Your answer should be every line below that includes the word "workflows".

● Provided records:
Segment Open

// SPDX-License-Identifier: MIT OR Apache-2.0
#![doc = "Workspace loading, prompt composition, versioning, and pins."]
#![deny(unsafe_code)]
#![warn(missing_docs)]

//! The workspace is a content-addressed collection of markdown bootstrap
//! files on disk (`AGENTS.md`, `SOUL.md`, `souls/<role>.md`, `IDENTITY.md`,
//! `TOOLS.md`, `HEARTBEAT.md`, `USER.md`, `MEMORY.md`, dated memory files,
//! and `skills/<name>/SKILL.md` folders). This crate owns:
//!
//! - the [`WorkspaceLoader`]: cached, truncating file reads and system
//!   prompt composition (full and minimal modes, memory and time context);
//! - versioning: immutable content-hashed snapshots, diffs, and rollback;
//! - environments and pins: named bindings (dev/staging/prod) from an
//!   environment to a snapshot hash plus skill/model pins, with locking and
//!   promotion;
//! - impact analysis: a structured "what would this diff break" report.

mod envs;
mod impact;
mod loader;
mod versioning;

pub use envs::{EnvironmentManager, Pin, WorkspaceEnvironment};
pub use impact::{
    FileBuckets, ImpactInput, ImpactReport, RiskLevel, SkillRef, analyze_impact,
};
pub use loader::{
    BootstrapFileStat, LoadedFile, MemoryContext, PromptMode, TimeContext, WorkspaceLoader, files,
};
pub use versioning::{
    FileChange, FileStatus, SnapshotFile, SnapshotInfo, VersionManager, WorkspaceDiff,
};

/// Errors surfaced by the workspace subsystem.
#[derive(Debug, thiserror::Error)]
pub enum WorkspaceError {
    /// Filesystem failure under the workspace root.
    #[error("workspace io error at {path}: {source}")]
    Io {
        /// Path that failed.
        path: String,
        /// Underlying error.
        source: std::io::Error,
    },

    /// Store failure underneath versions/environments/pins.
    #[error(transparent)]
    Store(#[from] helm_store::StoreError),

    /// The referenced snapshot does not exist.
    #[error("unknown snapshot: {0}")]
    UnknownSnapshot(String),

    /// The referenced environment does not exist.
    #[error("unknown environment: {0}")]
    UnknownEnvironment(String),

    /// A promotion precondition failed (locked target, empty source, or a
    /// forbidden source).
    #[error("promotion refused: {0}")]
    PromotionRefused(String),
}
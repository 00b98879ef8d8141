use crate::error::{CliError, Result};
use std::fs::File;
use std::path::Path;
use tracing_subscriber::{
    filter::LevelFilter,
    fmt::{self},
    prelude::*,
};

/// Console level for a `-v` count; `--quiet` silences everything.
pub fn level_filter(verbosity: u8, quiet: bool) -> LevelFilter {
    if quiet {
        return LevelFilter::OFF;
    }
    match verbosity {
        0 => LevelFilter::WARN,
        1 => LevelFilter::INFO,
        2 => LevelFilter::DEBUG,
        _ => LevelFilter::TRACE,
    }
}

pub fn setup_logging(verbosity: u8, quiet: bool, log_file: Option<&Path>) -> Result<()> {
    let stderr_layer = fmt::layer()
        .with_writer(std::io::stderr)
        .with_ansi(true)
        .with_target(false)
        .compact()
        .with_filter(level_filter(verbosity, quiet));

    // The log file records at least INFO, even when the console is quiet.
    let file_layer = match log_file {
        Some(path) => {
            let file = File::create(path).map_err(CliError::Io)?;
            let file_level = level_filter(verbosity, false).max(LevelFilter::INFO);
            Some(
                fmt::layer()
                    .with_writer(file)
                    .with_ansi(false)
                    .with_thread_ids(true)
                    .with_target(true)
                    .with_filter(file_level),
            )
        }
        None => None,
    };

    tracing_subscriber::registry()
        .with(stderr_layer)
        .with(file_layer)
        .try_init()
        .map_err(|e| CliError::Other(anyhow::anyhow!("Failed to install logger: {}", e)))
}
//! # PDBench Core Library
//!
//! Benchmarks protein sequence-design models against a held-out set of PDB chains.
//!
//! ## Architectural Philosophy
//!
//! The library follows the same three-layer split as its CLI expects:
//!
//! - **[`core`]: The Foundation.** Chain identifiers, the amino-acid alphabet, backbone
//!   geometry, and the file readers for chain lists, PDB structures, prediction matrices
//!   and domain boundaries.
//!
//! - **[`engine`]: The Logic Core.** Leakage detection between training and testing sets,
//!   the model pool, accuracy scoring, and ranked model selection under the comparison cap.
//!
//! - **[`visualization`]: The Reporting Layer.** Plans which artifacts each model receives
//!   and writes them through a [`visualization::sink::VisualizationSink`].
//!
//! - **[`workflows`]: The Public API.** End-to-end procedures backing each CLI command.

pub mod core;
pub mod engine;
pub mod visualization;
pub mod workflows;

Segment Closed

● Answer for the task:
//! - **[`workflows`]: The Public API.** End-to-end procedures backing each CLI command.
pub mod workflows;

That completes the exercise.